**What this task involves**. Searching the material below, find each line that includes the word "ChatRequest", and copy it.

Available data: Begin

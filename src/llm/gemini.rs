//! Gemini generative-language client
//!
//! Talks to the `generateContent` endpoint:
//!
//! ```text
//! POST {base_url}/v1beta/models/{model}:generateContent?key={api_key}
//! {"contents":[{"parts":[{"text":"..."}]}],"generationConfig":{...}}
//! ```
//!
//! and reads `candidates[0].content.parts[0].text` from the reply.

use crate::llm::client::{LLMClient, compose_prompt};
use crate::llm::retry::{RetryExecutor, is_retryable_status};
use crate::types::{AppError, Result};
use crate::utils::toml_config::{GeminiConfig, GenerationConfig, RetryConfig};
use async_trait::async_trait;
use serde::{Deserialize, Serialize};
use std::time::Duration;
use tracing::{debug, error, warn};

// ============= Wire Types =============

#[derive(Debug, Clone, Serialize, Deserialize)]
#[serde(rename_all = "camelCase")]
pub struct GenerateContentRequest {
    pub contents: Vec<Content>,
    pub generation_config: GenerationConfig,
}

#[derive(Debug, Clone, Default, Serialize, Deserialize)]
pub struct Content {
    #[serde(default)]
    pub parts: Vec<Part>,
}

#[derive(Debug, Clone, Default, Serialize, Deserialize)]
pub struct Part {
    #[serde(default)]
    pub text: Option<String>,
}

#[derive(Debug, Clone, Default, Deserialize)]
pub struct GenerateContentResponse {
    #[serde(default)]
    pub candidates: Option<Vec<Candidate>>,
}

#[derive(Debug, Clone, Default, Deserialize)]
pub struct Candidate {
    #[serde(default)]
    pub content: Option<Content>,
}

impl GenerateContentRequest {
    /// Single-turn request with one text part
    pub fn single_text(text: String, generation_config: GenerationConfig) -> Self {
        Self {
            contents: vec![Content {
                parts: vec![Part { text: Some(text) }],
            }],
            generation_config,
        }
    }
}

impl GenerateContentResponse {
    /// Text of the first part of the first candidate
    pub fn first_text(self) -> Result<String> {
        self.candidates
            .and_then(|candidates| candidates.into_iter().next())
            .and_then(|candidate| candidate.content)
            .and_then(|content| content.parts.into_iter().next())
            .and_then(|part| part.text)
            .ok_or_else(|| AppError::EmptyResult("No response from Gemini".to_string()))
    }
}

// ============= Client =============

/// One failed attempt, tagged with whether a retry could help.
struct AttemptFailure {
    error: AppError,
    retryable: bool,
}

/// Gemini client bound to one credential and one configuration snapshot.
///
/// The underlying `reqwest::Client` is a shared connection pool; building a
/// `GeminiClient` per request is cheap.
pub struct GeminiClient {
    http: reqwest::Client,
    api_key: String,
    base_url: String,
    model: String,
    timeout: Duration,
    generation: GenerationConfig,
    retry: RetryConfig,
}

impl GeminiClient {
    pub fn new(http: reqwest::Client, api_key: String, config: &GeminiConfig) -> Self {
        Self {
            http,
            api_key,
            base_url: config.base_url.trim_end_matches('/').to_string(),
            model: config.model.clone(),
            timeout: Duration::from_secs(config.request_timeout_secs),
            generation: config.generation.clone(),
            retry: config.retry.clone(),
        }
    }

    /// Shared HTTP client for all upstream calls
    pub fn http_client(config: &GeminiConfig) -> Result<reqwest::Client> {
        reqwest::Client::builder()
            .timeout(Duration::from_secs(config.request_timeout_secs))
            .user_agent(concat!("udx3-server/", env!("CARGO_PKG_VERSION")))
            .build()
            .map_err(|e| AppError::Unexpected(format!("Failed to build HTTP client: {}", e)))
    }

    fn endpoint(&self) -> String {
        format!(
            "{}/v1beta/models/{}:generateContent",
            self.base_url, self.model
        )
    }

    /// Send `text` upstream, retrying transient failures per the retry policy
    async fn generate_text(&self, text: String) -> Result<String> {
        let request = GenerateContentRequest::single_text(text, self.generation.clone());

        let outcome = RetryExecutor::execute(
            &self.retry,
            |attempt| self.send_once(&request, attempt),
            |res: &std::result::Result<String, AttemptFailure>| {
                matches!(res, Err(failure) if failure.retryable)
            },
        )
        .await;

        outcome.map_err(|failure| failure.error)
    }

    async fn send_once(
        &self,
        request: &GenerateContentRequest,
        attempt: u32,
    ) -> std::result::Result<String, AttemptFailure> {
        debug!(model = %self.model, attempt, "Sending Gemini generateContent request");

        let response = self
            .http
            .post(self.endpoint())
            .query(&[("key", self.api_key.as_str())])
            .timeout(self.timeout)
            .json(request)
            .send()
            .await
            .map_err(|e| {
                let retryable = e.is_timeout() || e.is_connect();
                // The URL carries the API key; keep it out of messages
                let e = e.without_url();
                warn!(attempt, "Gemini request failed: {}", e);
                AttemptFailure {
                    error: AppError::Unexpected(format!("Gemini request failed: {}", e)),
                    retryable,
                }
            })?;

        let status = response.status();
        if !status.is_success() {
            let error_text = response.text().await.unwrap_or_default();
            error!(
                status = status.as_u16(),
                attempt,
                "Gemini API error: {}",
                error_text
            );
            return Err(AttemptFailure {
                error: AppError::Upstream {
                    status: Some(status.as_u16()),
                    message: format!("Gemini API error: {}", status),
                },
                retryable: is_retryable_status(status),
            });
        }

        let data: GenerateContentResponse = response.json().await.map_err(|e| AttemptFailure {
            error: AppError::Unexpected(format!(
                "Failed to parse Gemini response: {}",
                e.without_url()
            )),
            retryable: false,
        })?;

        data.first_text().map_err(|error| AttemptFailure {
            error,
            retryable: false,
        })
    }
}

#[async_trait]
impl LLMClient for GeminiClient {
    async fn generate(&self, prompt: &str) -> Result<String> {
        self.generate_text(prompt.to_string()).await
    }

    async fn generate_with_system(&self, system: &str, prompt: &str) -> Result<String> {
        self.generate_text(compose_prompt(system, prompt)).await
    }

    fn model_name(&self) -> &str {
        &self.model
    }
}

Available data: End
Available data: Begin

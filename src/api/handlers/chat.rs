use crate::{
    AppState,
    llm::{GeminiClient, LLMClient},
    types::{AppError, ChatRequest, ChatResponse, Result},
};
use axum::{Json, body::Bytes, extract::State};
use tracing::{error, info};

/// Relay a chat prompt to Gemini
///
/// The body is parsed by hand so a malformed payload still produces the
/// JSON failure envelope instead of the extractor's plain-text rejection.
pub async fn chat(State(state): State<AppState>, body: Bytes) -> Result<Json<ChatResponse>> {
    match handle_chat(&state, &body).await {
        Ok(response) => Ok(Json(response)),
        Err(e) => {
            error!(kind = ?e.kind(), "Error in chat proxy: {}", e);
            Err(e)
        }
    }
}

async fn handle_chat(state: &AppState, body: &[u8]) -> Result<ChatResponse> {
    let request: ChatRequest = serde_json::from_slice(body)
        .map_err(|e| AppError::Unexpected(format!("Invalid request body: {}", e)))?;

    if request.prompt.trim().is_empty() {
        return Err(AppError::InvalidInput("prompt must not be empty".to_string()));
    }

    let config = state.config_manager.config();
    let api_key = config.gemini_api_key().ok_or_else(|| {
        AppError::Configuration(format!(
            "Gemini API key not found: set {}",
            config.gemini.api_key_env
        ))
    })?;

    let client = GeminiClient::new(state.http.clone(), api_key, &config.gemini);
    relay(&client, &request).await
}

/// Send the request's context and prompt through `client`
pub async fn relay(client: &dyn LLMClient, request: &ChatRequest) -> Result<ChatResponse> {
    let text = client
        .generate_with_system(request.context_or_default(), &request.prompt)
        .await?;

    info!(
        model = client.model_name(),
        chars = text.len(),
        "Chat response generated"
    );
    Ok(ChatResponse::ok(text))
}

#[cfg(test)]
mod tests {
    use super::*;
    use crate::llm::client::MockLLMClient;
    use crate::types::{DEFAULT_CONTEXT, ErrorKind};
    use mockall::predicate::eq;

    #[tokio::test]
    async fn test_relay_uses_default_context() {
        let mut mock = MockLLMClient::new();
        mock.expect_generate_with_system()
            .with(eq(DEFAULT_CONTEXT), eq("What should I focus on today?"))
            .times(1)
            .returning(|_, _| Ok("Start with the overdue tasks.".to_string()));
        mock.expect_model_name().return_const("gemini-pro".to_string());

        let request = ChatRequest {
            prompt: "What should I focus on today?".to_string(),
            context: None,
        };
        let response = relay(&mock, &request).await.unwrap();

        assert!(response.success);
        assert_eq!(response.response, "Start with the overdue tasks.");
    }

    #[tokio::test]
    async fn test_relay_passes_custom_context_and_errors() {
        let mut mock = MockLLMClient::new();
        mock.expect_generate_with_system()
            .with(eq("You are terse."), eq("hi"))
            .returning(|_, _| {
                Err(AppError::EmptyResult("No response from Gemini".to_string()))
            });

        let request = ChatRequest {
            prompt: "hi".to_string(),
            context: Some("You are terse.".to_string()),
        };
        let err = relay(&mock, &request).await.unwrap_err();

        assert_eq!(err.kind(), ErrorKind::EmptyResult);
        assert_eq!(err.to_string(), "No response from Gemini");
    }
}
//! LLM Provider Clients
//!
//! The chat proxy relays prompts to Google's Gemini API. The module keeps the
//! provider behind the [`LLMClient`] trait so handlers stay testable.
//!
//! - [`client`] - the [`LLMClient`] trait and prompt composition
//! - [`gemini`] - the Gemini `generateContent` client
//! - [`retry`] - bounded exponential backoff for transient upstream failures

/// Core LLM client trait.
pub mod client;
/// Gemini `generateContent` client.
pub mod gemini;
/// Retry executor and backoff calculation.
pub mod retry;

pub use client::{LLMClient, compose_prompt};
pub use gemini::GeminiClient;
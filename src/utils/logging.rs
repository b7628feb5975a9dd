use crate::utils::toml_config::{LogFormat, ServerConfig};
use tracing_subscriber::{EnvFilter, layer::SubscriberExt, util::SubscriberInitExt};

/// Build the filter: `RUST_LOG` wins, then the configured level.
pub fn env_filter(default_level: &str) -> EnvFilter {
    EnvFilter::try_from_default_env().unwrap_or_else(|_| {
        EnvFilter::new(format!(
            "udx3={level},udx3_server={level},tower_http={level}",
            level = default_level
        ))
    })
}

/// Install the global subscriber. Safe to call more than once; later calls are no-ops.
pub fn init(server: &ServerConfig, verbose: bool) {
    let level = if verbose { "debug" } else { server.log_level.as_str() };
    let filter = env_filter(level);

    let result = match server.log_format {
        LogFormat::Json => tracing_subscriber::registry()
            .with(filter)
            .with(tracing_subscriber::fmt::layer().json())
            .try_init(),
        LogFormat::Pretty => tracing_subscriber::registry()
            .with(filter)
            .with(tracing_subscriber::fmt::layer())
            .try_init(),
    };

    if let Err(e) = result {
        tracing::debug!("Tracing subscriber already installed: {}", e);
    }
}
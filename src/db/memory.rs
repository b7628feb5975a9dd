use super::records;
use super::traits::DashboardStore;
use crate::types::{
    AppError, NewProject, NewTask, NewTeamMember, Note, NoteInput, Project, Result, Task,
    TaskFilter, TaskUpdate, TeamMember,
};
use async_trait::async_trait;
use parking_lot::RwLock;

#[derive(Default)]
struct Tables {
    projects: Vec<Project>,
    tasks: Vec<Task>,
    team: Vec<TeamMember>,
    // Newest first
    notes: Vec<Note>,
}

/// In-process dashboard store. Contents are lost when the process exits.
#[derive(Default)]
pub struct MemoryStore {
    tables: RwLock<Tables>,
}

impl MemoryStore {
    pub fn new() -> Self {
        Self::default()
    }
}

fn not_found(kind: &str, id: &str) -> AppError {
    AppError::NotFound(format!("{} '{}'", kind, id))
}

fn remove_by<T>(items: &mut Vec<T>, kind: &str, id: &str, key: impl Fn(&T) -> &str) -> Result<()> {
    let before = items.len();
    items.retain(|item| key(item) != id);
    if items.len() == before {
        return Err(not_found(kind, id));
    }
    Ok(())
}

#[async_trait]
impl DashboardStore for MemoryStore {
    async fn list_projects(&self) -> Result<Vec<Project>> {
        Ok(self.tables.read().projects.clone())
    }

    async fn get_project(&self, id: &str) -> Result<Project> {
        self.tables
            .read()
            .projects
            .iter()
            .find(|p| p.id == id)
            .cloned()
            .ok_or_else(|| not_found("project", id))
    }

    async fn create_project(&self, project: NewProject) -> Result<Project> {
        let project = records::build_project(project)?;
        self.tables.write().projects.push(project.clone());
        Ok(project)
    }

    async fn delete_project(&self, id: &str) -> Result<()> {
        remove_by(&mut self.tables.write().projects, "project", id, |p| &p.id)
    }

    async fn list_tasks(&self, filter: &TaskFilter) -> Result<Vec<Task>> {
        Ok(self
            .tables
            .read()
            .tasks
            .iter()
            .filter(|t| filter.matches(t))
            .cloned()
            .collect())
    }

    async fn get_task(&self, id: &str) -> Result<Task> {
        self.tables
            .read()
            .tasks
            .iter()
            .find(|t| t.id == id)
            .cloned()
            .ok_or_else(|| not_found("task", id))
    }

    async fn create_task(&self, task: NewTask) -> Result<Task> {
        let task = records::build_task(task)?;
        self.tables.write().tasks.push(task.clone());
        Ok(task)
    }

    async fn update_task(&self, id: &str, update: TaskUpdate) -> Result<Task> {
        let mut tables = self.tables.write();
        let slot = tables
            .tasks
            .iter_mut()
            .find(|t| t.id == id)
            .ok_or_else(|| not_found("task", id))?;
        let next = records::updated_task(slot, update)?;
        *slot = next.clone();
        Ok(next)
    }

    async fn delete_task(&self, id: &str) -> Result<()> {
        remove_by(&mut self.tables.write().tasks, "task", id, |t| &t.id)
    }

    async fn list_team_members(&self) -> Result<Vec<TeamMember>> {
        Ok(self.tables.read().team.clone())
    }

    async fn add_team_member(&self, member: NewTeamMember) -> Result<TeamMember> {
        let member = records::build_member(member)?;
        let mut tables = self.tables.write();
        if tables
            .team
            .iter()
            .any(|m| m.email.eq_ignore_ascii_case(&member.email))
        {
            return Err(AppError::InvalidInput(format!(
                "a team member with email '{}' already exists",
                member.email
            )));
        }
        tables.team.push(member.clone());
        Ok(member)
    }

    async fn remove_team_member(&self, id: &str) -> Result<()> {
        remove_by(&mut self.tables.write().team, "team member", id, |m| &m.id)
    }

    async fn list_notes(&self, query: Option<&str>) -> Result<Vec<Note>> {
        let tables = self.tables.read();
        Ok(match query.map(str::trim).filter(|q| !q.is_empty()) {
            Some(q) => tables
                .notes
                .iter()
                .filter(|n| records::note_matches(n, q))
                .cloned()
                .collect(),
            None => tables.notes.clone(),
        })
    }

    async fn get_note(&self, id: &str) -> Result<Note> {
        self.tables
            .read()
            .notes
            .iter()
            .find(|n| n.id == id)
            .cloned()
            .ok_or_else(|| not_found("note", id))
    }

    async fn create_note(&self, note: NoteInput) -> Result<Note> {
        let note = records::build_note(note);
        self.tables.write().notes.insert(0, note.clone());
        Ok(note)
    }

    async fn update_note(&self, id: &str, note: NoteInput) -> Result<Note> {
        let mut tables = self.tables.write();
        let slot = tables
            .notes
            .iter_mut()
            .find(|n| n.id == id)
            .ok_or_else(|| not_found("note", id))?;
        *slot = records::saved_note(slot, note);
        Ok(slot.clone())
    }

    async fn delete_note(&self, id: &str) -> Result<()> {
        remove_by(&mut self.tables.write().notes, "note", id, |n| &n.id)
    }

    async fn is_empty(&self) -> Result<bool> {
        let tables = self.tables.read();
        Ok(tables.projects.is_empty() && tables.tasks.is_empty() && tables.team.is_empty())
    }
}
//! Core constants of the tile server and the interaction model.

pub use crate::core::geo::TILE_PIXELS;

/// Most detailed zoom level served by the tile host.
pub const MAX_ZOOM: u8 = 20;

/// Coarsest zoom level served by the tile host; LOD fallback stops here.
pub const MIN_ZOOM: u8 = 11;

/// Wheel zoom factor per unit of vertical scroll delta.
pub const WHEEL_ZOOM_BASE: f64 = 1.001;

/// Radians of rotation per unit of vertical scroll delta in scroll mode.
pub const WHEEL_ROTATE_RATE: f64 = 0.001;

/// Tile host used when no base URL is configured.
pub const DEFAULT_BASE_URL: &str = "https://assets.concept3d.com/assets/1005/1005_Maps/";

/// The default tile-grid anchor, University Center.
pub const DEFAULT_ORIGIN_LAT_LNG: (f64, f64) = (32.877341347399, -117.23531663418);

Available data: End

**Answer space**.
    types::{AppError, ChatRequest, ChatResponse, Result},
    let request: ChatRequest = serde_json::from_slice(body)
pub async fn relay(client: &dyn LLMClient, request: &ChatRequest) -> Result<ChatResponse> {
        let request = ChatRequest {
        let request = ChatRequest {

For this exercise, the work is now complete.